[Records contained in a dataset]
****************************************
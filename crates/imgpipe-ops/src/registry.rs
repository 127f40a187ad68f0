//! Operation registry.
//!
//! The registry maps human-readable names to [`Operation`] handlers and
//! keeps registration order for listings. It is the only thing the
//! pipeline needs from the operation side: name lookup, invocation, and the
//! list of enum tables the operations declare.
//!
//! # Example
//!
//! ```rust
//! use imgpipe_ops::OperationRegistry;
//!
//! let registry = OperationRegistry::builtin();
//! assert!(registry.contains("Gaussian Blur"));
//!
//! for name in registry.names() {
//!     println!("Operation: {}", name);
//! }
//! ```

use crate::builtin;
use crate::Operation;
use imgpipe_core::EnumType;
use std::collections::HashMap;
use std::fmt;
use std::sync::{Arc, OnceLock};
use tracing::debug;

/// Central registry of image operations.
#[derive(Clone, Default)]
pub struct OperationRegistry {
    ops: Vec<Arc<dyn Operation>>,
    by_name: HashMap<&'static str, usize>,
}

impl OperationRegistry {
    /// Creates an empty registry.
    pub fn new() -> Self {
        Self::default()
    }

    /// Creates a registry with the built-in operations.
    pub fn builtin() -> Self {
        let mut registry = Self::new();
        builtin::register_all(&mut registry);
        registry
    }

    /// Returns the shared registry with the built-in operations.
    pub fn global() -> &'static OperationRegistry {
        static INSTANCE: OnceLock<OperationRegistry> = OnceLock::new();
        INSTANCE.get_or_init(OperationRegistry::builtin)
    }

    /// Registers an operation. A handler with the same name is replaced in
    /// place, keeping its listing position.
    pub fn register<O: Operation + 'static>(&mut self, op: O) -> &mut Self {
        self.register_arc(Arc::new(op))
    }

    /// Registers a shared operation handle.
    pub fn register_arc(&mut self, op: Arc<dyn Operation>) -> &mut Self {
        let name = op.name();
        match self.by_name.get(name) {
            Some(&idx) => {
                debug!(name, "Replacing registered operation");
                self.ops[idx] = op;
            }
            None => {
                debug!(name, "Registering operation");
                self.by_name.insert(name, self.ops.len());
                self.ops.push(op);
            }
        }
        self
    }

    /// Looks an operation up by name.
    pub fn get(&self, name: &str) -> Option<&Arc<dyn Operation>> {
        self.by_name.get(name).map(|&idx| &self.ops[idx])
    }

    /// Returns `true` if `name` is registered.
    pub fn contains(&self, name: &str) -> bool {
        self.by_name.contains_key(name)
    }

    /// Names in registration order.
    pub fn names(&self) -> impl Iterator<Item = &'static str> + '_ {
        self.ops.iter().map(|op| op.name())
    }

    /// Operations in registration order.
    pub fn iter(&self) -> impl Iterator<Item = &Arc<dyn Operation>> {
        self.ops.iter()
    }

    /// Enum tables referenced by any registered schema, in registration
    /// order, each listed once.
    pub fn enum_types(&self) -> Vec<&'static EnumType> {
        let mut out: Vec<&'static EnumType> = Vec::new();
        for op in &self.ops {
            for ty in op.schema().enum_types() {
                if !out.iter().any(|known| known.name() == ty.name()) {
                    out.push(ty);
                }
            }
        }
        out
    }

    /// Number of registered operations.
    pub fn len(&self) -> usize {
        self.ops.len()
    }

    /// Returns `true` if nothing is registered.
    pub fn is_empty(&self) -> bool {
        self.ops.is_empty()
    }
}

impl fmt::Debug for OperationRegistry {
    fn fmt(&self, f: &mut fmt::Formatter<'_>) -> fmt::Result {
        f.debug_list().entries(self.names()).finish()
    }
}

#[cfg(test)]
mod tests {
    use super::*;
    use crate::OpsResult;
    use imgpipe_core::{Image, ParamMap, ParamSchema};

    struct Named(&'static str, u8, ParamSchema);

    impl Operation for Named {
        fn name(&self) -> &'static str {
            self.0
        }
        fn schema(&self) -> &ParamSchema {
            &self.2
        }
        fn process(&self, image: &Image, _params: &ParamMap) -> OpsResult<Image> {
            Ok(Image::filled(image.width(), image.height(), image.channels(), self.1)?)
        }
    }

    #[test]
    fn test_register_and_lookup() {
        let mut registry = OperationRegistry::new();
        registry
            .register(Named("A", 1, ParamSchema::new()))
            .register(Named("B", 2, ParamSchema::new()));
        assert_eq!(registry.len(), 2);
        assert!(registry.contains("A"));
        assert!(registry.get("C").is_none());
        assert_eq!(registry.names().collect::<Vec<_>>(), vec!["A", "B"]);
    }

    #[test]
    fn test_replace_keeps_position() {
        let mut registry = OperationRegistry::new();
        registry
            .register(Named("A", 1, ParamSchema::new()))
            .register(Named("B", 2, ParamSchema::new()))
            .register(Named("A", 9, ParamSchema::new()));
        assert_eq!(registry.names().collect::<Vec<_>>(), vec!["A", "B"]);

        let img = Image::new(1, 1, 1).unwrap();
        let out = registry.get("A").unwrap().process(&img, &ParamMap::new()).unwrap();
        assert_eq!(out.data(), &[9]);
    }

    #[test]
    fn test_builtin_enum_types_deduplicated() {
        let registry = OperationRegistry::builtin();
        let names: Vec<&str> = registry.enum_types().iter().map(|t| t.name()).collect();
        assert_eq!(
            names,
            vec!["BorderType", "ThresholdType", "MorphShape", "Interpolation"]
        );
    }

    #[test]
    fn test_global_is_builtin() {
        assert_eq!(
            OperationRegistry::global().len(),
            OperationRegistry::builtin().len()
        );
    }
}
//! Parameter schemas.
//!
//! Every operation declares a [`ParamSchema`]: an ordered list of named
//! [`ParameterSpec`]s. A UI builds its widgets from it, the CLI fills
//! defaults from it, and the pipeline codec uses its enum declarations to
//! resolve symbolic names without guessing.

use crate::{EnumType, ParamMap, RuntimeValue};

/// Declared shape of one parameter.
#[derive(Debug, Clone, PartialEq)]
pub enum ParameterSpec {
    /// Integer slider `(min, max, default, step)`.
    IntRange {
        /// Lower bound
        min: i64,
        /// Upper bound
        max: i64,
        /// Default value
        default: i64,
        /// Slider step
        step: i64,
    },
    /// Float slider `(min, max, default, step)`.
    FloatRange {
        /// Lower bound
        min: f64,
        /// Upper bound
        max: f64,
        /// Default value
        default: f64,
        /// Slider step
        step: f64,
    },
    /// Checkbox.
    Bool {
        /// Default state
        default: bool,
    },
    /// Plain option list; the first option is the default.
    Choice {
        /// Selectable values
        options: Vec<RuntimeValue>,
    },
    /// Enumerated option list; the first member is the default.
    Enum {
        /// Enum table the options come from
        ty: &'static EnumType,
    },
    /// The operation needs a second image.
    SecondImage,
}

impl ParameterSpec {
    /// Integer range shorthand.
    pub const fn int(min: i64, max: i64, default: i64, step: i64) -> Self {
        Self::IntRange {
            min,
            max,
            default,
            step,
        }
    }

    /// Float range shorthand.
    pub const fn float(min: f64, max: f64, default: f64, step: f64) -> Self {
        Self::FloatRange {
            min,
            max,
            default,
            step,
        }
    }

    /// Default value, if the parameter has one. `SecondImage` has none.
    pub fn default_value(&self) -> Option<RuntimeValue> {
        match self {
            Self::IntRange { default, .. } => Some(RuntimeValue::Int(*default)),
            Self::FloatRange { default, .. } => Some(RuntimeValue::Float(*default)),
            Self::Bool { default } => Some(RuntimeValue::Bool(*default)),
            Self::Choice { options } => options.first().cloned(),
            Self::Enum { ty } => ty.first().map(RuntimeValue::Enum),
            Self::SecondImage => None,
        }
    }

    /// Enum table for enumerated parameters.
    pub fn enum_type(&self) -> Option<&'static EnumType> {
        match self {
            Self::Enum { ty } => Some(*ty),
            _ => None,
        }
    }

    /// Short label for listings.
    pub fn describe(&self) -> String {
        match self {
            Self::IntRange {
                min,
                max,
                default,
                step,
            } => format!("int {min}..={max} (default {default}, step {step})"),
            Self::FloatRange {
                min,
                max,
                default,
                step,
            } => format!("float {min}..={max} (default {default}, step {step})"),
            Self::Bool { default } => format!("bool (default {default})"),
            Self::Choice { options } => {
                let opts: Vec<String> = options.iter().map(|o| o.to_string()).collect();
                format!("one of [{}]", opts.join(", "))
            }
            Self::Enum { ty } => {
                let names: Vec<&str> = ty.members().map(|m| m.name()).collect();
                format!("{} [{}]", ty.name(), names.join(", "))
            }
            Self::SecondImage => "second image".to_string(),
        }
    }
}

/// Ordered set of parameter declarations for one operation.
#[derive(Debug, Clone, Default, PartialEq)]
pub struct ParamSchema {
    entries: Vec<(String, ParameterSpec)>,
}

impl ParamSchema {
    /// Creates an empty schema.
    pub fn new() -> Self {
        Self::default()
    }

    /// Appends a parameter (builder style). A repeated name replaces the
    /// earlier declaration in place.
    pub fn with(mut self, name: impl Into<String>, spec: ParameterSpec) -> Self {
        let name = name.into();
        match self.entries.iter_mut().find(|(n, _)| *n == name) {
            Some(entry) => entry.1 = spec,
            None => self.entries.push((name, spec)),
        }
        self
    }

    /// Looks up a parameter declaration.
    pub fn get(&self, name: &str) -> Option<&ParameterSpec> {
        self.entries
            .iter()
            .find(|(n, _)| n == name)
            .map(|(_, spec)| spec)
    }

    /// Declared enum type for `name`, if the parameter is enumerated.
    pub fn enum_type_for(&self, name: &str) -> Option<&'static EnumType> {
        self.get(name).and_then(ParameterSpec::enum_type)
    }

    /// Enum types referenced by this schema, in declaration order.
    pub fn enum_types(&self) -> impl Iterator<Item = &'static EnumType> + '_ {
        self.entries.iter().filter_map(|(_, spec)| spec.enum_type())
    }

    /// Iterates `(name, spec)` pairs in declaration order.
    pub fn iter(&self) -> impl Iterator<Item = (&str, &ParameterSpec)> {
        self.entries.iter().map(|(n, s)| (n.as_str(), s))
    }

    /// Default values for every parameter that has one.
    pub fn defaults(&self) -> ParamMap {
        self.entries
            .iter()
            .filter_map(|(name, spec)| spec.default_value().map(|v| (name.clone(), v)))
            .collect()
    }

    /// Number of declared parameters.
    pub fn len(&self) -> usize {
        self.entries.len()
    }

    /// Returns `true` if the operation takes no parameters.
    pub fn is_empty(&self) -> bool {
        self.entries.is_empty()
    }
}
****************************************
WHAT IS EXPECTED:
Please go over the data above and copy each line with "entries" in it.

RESULT FOR THIS TASK:
        f.debug_list().entries(self.names()).finish()
    entries: Vec<(String, ParameterSpec)>,
        match self.entries.iter_mut().find(|(n, _)| *n == name) {
            None => self.entries.push((name, spec)),
        self.entries
        self.entries.iter().filter_map(|(_, spec)| spec.enum_type())
        self.entries.iter().map(|(n, s)| (n.as_str(), s))
        self.entries
        self.entries.len()
        self.entries.is_empty()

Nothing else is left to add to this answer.